Environ cinquante-huit familles de gorilles vivent dans cette partie du bassin du Congo, dont trois sont habituées à la présence humaine. Les recherches ont démontré l’importance de ces animaux pour l’écosystème. Ils répandent des graines dans la forêt par le biais de leurs excréments, à partir desquels de nouvelles plantes et de nouveaux arbres poussent. Grâce aux connaissances acquises dans le bassin du Congo, on fait aujourd’hui des meilleurs choix pour protéger l’habitat d’espèces menacées telles que le gorille des plaines, et l’équipe peut désormais travailler plus efficacement grâce à 50 caméras de surveillance et à l’IA. Ce serait impossible sans le soutien de Kamba, qui utilise les revenus du tourisme pour financer la recherche et la formation des populations locales.

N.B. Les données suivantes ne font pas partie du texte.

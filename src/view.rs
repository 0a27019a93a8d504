//! Plain-text rendering of each page
//!
//! Views only read from the state and the catalog; every change goes through
//! [`crate::navigation::reduce`].

use crate::booking::{Booking, BookingDetails};
use crate::catalog::{Catalog, FlightOffer, HotelOffer, PackageDeal};
use crate::i18n::{TextDirection, Translations};
use crate::itinerary::{ItineraryOutcome, EXAMPLE_PROMPTS};
use crate::navigation::{AppState, Page, PlannerStatus};

/// Render the active page
pub fn render(state: &AppState, catalog: &Catalog, translations: &Translations) -> String {
    let view = View { state, catalog, t: translations };
    let mut lines = vec![view.header()];

    match state.page {
        Page::Home => view.home(&mut lines),
        Page::Flights => view.flights(&mut lines),
        Page::Hotels => view.hotels(&mut lines),
        Page::Packages => view.packages(&mut lines),
        Page::TripPlanner => view.trip_planner(&mut lines),
        Page::Confirmation => view.confirmation(&mut lines),
        Page::Bookings => view.bookings(&mut lines),
    }

    let body = lines.join("\n");
    match state.language.direction() {
        TextDirection::Ltr => body,
        TextDirection::Rtl => body.lines().map(|line| format!("\u{200F}{}", line)).collect::<Vec<_>>().join("\n"),
    }
}

fn money(amount: f64) -> String {
    format!("${:.2}", amount)
}

fn stars(rating: u8) -> String {
    let filled = usize::from(rating.min(5));
    format!("{}{}", "★".repeat(filled), "☆".repeat(5 - filled))
}

struct View<'a> {
    state: &'a AppState,
    catalog: &'a Catalog,
    t: &'a Translations,
}

impl<'a> View<'a> {
    fn tr(&self, key: &'a str) -> &'a str {
        self.t.lookup(key, self.state.language)
    }

    fn header(&self) -> String {
        format!(
            "== {} :: {} ==",
            self.tr("travelmate"),
            self.tr(self.state.page.title_key())
        )
    }

    fn home(&self, lines: &mut Vec<String>) {
        lines.push(self.tr("search_flights_and_hotels").to_string());
        lines.push(format!("\n{}:", self.tr("popular_destinations")));
        for destination in self.catalog.destinations() {
            lines.push(format!("  - {}", destination.city));
        }
        lines.push(format!("\n{}:", self.tr("special_offers")));
        for offer in self.catalog.special_offers() {
            lines.push(format!("  - {} ({})", offer.title, offer.discount));
        }
    }

    fn flight_line(&self, flight: &FlightOffer) -> String {
        format!(
            "  [{}] {} -> {} | {} | {} | {} | {} {}",
            flight.id,
            flight.from,
            flight.to,
            flight.departure_date,
            flight.airline,
            money(flight.price),
            flight.seats_available,
            self.tr("seats_available"),
        )
    }

    fn hotel_line(&self, hotel: &HotelOffer) -> String {
        format!(
            "  [{}] {}, {} | {} | {} | {} {} | {} {}",
            hotel.id,
            hotel.hotel_name,
            hotel.city,
            hotel.room_type,
            stars(hotel.rating),
            money(hotel.price_per_night),
            self.tr("per_night"),
            hotel.available_rooms,
            self.tr("rooms_available"),
        )
    }

    fn flights(&self, lines: &mut Vec<String>) {
        let filter = &self.state.flight_filter;
        let airlines = if filter.airlines.is_empty() {
            self.tr("all").to_string()
        } else {
            filter.airlines.join(", ")
        };
        lines.push(format!(
            "{} {} <= {} | {}: {}",
            self.tr("filter_by"),
            self.tr("price_range"),
            money(filter.max_price),
            self.tr("airlines"),
            airlines
        ));

        let results = filter.apply(self.catalog.flights());
        if results.is_empty() {
            lines.push(self.tr("no_results").to_string());
        }
        lines.extend(results.into_iter().map(|flight| self.flight_line(flight)));
    }

    fn hotels(&self, lines: &mut Vec<String>) {
        let filter = &self.state.hotel_filter;
        let rating = if filter.min_rating == 0 {
            self.tr("all").to_string()
        } else {
            format!("{} {}", filter.min_rating, self.tr("stars_and_up"))
        };
        lines.push(format!(
            "{} {} <= {} | {}: {}",
            self.tr("filter_by"),
            self.tr("price_range"),
            money(filter.max_price),
            self.tr("rating"),
            rating
        ));

        let results = filter.apply(self.catalog.hotels());
        if results.is_empty() {
            lines.push(self.tr("no_results").to_string());
        }
        lines.extend(results.into_iter().map(|hotel| self.hotel_line(hotel)));
    }

    fn package_lines(&self, package: &PackageDeal, lines: &mut Vec<String>) {
        lines.push(format!(
            "  [{}] {}: {} ({} -> {}, {})",
            package.id,
            self.tr("package_deal"),
            package.flight.to,
            package.flight.from,
            package.flight.to,
            package.flight.airline
        ));
        lines.push(format!(
            "      {} | {} | {}",
            package.hotel.hotel_name,
            stars(package.hotel.rating),
            package.hotel.room_type
        ));
        lines.push(format!(
            "      {}: {} | {}: {} | {} {}!",
            self.tr("original_price"),
            money(package.original_price()),
            self.tr("total_price"),
            money(package.total_price()),
            self.tr("you_save"),
            money(package.savings())
        ));
    }

    fn packages(&self, lines: &mut Vec<String>) {
        for package in self.catalog.packages() {
            self.package_lines(package, lines);
        }
    }

    fn trip_planner(&self, lines: &mut Vec<String>) {
        let planner = &self.state.planner;
        lines.push(self.tr("trip_planner_title").to_string());
        lines.push(self.tr("describe_trip").to_string());
        if planner.prompt.is_empty() {
            lines.push(format!("> ({})", self.tr("trip_planner_prompt")));
            for example in EXAMPLE_PROMPTS {
                lines.push(format!("  * {}", example));
            }
        } else {
            lines.push(format!("> {}", planner.prompt));
        }

        match &planner.status {
            PlannerStatus::Idle => lines.push(format!("[{}]", self.tr("generate_itinerary"))),
            PlannerStatus::Loading => lines.push(self.tr("generating").to_string()),
            PlannerStatus::Done(ItineraryOutcome::Itinerary { text }) => {
                lines.push(String::new());
                lines.push(text.clone());
            }
            PlannerStatus::Done(failed) => lines.push(format!("! {}", failed.message())),
        }
    }

    fn confirmation(&self, lines: &mut Vec<String>) {
        let Some(booking) = self.state.confirmation() else {
            lines.push(self.tr("no_booking_found").to_string());
            lines.push(format!("[{}]", self.tr("back_to_home")));
            return;
        };

        lines.push(self.tr("thank_you").to_string());
        lines.push(format!("{}:", self.tr("booking_summary")));
        lines.push(format!("  {} {}", self.tr("booking_type"), booking.kind()));
        lines.push(format!("  {} {}", self.tr("booking_date"), booking.booking_date()));
        self.booking_details(booking, lines);
        lines.push(format!("  {}: {}", self.tr("price"), money(booking.price())));
        lines.push(format!("[{}]", self.tr("back_to_home")));
    }

    fn booking_details(&self, booking: &Booking, lines: &mut Vec<String>) {
        match booking.details() {
            BookingDetails::Flight(flight) => {
                lines.push(format!("  {}: {}", self.tr("from"), flight.from));
                lines.push(format!("  {}: {}", self.tr("to"), flight.to));
                lines.push(format!("  {}: {}", self.tr("departure"), flight.departure_date));
            }
            BookingDetails::Hotel(hotel) => {
                lines.push(format!("  {}: {}", hotel.hotel_name, stars(hotel.rating)));
                lines.push(format!("  {}: {}", self.tr("city"), hotel.city));
                lines.push(format!("  {}: {}", self.tr("room"), hotel.room_type));
            }
            BookingDetails::Package(package) => {
                lines.push(format!(
                    "  {}: {} -> {}",
                    package.flight.airline, package.flight.from, package.flight.to
                ));
                lines.push(format!("  {}: {}", self.tr("departure"), package.flight.departure_date));
                lines.push(format!("  {}, {}", package.hotel.hotel_name, package.hotel.city));
                lines.push(format!("  {}: {}", self.tr("room"), package.hotel.room_type));
            }
        }
    }

    fn bookings(&self, lines: &mut Vec<String>) {
        if self.state.ledger.is_empty() {
            lines.push(self.tr("no_bookings_yet").to_string());
            return;
        }
        for (index, booking) in self.state.ledger.iter().enumerate() {
            lines.push(format!(
                "  {}. {} - {} ({} {})",
                index + 1,
                booking.kind(),
                booking.details().headline(),
                self.tr("booked_on"),
                booking.booking_date()
            ));
        }
    }
}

Des éléphants dans la brume

Pendant notre séjour à Ngaga, nous alternons les randonnées avec des excursions en Jeep et des promenades en forêt. Nous prenons également le temps d’observer les petites merveilles insolites, comme un écureuil volant qui file d’arbre en arbre, un champignon qui ressemble à des poils d’éléphant et un céphalophe, la plus petite espèce d’antilope du Congo. Au cours d’une balade, soudainement, nous entendons des branches craquer bruyamment. Pedro lève la main. Stop. Nous retenons notre souffle. Sans rien voir, nous savons immédiatement qui se cache dans le vert foncé. L’éléphant de forêt. Nous attendons calmement que le bruissement du géant gris s’estompe. Ces animaux généralement timides peuvent souvent être observés autour de Lango Bai, le prochain campement de notre voyage. Nous nous y rendons en kayak, bien que nous parcourions la dernière partie du bai à pied en raison du faible niveau de l’eau.

Odzala est richement dotée de ces bais, plaines marécageuses qui attirent les herbivores tels que les buffles de forêt et les potamochères, suivis de près par les hyènes. Depuis Lango, nous faisons des «promenades humides» à travers des sentiers marécageux. Un instant, nous cherchons des éléphants de forêt dans le brouillard, et l’instant d’après, nous sommes positionnés de telle sorte qu’une immense volée de perroquets verts vole juste au-dessus de nos têtes, en faisant un bruit de tambour qui nous donne à la fois la chair de poule et le sourire.

Nous sommes constamment émerveillés par la richesse de cette réserve naturelle. «Depuis les airs, on ne voit qu’une vallée de feuilles vertes. Mais dès qu’on est au sol, on voit à quel point elle est pleine de vie. C’est un système très dense où tout est connecté. Si on enlève un élément, l’équilibre est rompu», explique Glance.

Nous terminons notre séjour dans le bassin du Congo à Mboko, un campement non loin de la rivière Likoli. Depuis le bateau, nous observons une famille de buffles de forêt traversant la rivière, tandis que des martinets filent à toute vitesse pour picorer des insectes volants. Pendant le voyage, nous avons été piqués par quelques mouches tsé-tsé et puces de sable. Tout au plus irritantes, mais pas dangereuses. «Tout le monde donne un peu de sang à Mama Odzala», plaisante Glance.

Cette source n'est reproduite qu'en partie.